La prise en compte d’une telle hypothèse supposait,selon les termes de son auteur, ‘ « ... affirmer que les individus observent leur environnement social ; qu’ils sont attentifs à ce que les autres pensent d’eux et qu’ils sont conscients des changements de tendance ; qu’ils comprennent quelles opinions gagnent du terrain et lesquelles vont devenir dominantes » 333 , ’que les individus sont, en somme, des êtres sociauxet cela implique un postulat fort, autour duquel se construit l’ouvrage, postulat selon lequel le social est aussi « naturel » que l’individu. Avec ce postulat, la théorie de la « spirale du silence » fait écho, comme nous l’introduisions un peu plus haut, à la notion d’intentionnalité collective que nous avons développée à partir de John R. Searle. Le philosophe américain considère que :

‘« l’intentionnalité collective présuppose, en arrière-plan, un sentiment de la communauté, un sentiment d’être un groupe, ‘d’être ensemble’; c’est-à-dire qu’elle présuppose un sentiment des autres comme étant plus que de simples agents conscients, comme étant des membres réels ou potentiels d’une activité de coopération ». 334

Cet arrière-plan qui confère à l’intentionnalité collective son caractère réel est l’équivalent de ce que Noelle-Neumann appelle « un organe quasi-statistique » grâce auquel les individus mesurent le « climat d’opinion ».

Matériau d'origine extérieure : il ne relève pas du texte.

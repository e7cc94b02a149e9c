// ==========================================
// 订单履约后台 - 行字段映射器
// ==========================================
// 职责: 表头行 + 数据行 → FieldMap
// 规则:
// - 可识别表头 → 规范键；不可识别的非空表头按原文作为键（保留未知字段）
// - 同一规范键出现多列时，只有第一列使用规范键，其余列保留原表头
// - 数量/金额类字段尽量转为数值；承运商字段做归一化
// - 全空行跳过
// ==========================================

use crate::domain::order_row::{field_keys, FieldMap, FieldValue};
use crate::importer::carrier::normalize_carrier;
use crate::importer::header_alias::resolve_header;
use serde::{Deserialize, Serialize};
use std::collections::HashSet;

/// 需要转数值的规范字段
const NUMERIC_FIELDS: &[&str] = &[field_keys::QUANTITY, field_keys::SALE_PRICE];

/// 列映射说明
#[derive(Debug, Clone, PartialEq, Eq, Serialize, Deserialize)]
pub struct ColumnMapping {
    pub column_index: usize,
    pub header: String,
    pub key: String,
    /// 是否解析为规范字段
    pub canonical: bool,
}

/// 已映射的数据行（row_number 为表格中的 1 起行号）
#[derive(Debug, Clone)]
pub struct MappedRow {
    pub row_number: usize,
    pub fields: FieldMap,
}

/// 行字段映射器
#[derive(Debug, Clone)]
pub struct RowFieldMapper {
    columns: Vec<ColumnMapping>,
}

impl RowFieldMapper {
    /// 根据表头行构建列映射
    pub fn from_header_row(header_row: &[String]) -> Self {
        let mut used_keys: HashSet<String> = HashSet::new();
        let mut columns = Vec::with_capacity(header_row.len());

        for (column_index, raw) in header_row.iter().enumerate() {
            let header = raw.trim().to_string();
            if header.is_empty() {
                continue;
            }

            let (mut key, mut canonical) = match resolve_header(&header) {
                Some(field) => (field.to_string(), true),
                None => (header.clone(), false),
            };

            if used_keys.contains(&key) {
                // 重复列：退回原表头，再冲突则带列号
                canonical = false;
                key = if used_keys.contains(&header) {
                    format!("{}_{}", header, column_index + 1)
                } else {
                    header.clone()
                };
            }

            used_keys.insert(key.clone());
            columns.push(ColumnMapping {
                column_index,
                header,
                key,
                canonical,
            });
        }

        Self { columns }
    }

    pub fn columns(&self) -> &[ColumnMapping] {
        &self.columns
    }

    /// 未识别为规范字段的表头
    pub fn unmapped_headers(&self) -> Vec<String> {
        self.columns
            .iter()
            .filter(|c| !c.canonical)
            .map(|c| c.header.clone())
            .collect()
    }

    /// 映射单行；全空行返回 None
    pub fn map_row(&self, cells: &[String]) -> Option<FieldMap> {
        let mut fields = FieldMap::new();

        for column in &self.columns {
            let raw = cells
                .get(column.column_index)
                .map(|s| s.trim())
                .unwrap_or("");

            let value = if column.canonical && column.key == field_keys::CARRIER {
                normalize_carrier(Some(raw))
                    .map(FieldValue::Text)
                    .unwrap_or(FieldValue::Null)
            } else if column.canonical && NUMERIC_FIELDS.contains(&column.key.as_str()) {
                FieldValue::numeric_or_text(raw)
            } else {
                FieldValue::text(raw)
            };

            fields.insert(column.key.clone(), value);
        }

        if fields.is_blank() {
            None
        } else {
            Some(fields)
        }
    }

    /// 映射表头之后的全部数据行
    pub fn map_rows(&self, grid: &[Vec<String>], header_row_index: usize) -> Vec<MappedRow> {
        grid.iter()
            .enumerate()
            .skip(header_row_index + 1)
            .filter_map(|(idx, cells)| {
                self.map_row(cells).map(|fields| MappedRow {
                    row_number: idx + 1,
                    fields,
                })
            })
            .collect()
    }
}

Ainsi, la description de « la spirale du silence » commence par deux arguments qui sont précieux pour la conception intentionnelle de la communication que nous défendons ici. Noelle-Neumann souligne d’une part que pour une question portant sur les comportements ou les opinions d’autrui, entre 80% et 90% des personnes interrogées avaient répondu sans aucune hésitation. Elle explique, d’autre part, que l’étude de plusieurs sondages avait montré des variations importantes (jusqu’à 20 points) entre les opinions concernant un résultat électoral et celles correspondant à l’intention finale de vote. Dès lors, tandis que John Searle avance une explication sur le type de mécanisme qui rend possible l’expression d’énoncés à la première personne du pluriel, le travail de Noelle-Neumann avance une explication sur les conséquences sociales et politiques qu’une telle forme de médiation comporte. Cette explication concerne le rôle que les processus d’opinion publique jouent dans la reproduction des structures institutionnelles, par la pression qu’ils exercent sur l’individu en tant que porteur d’une identité sociale.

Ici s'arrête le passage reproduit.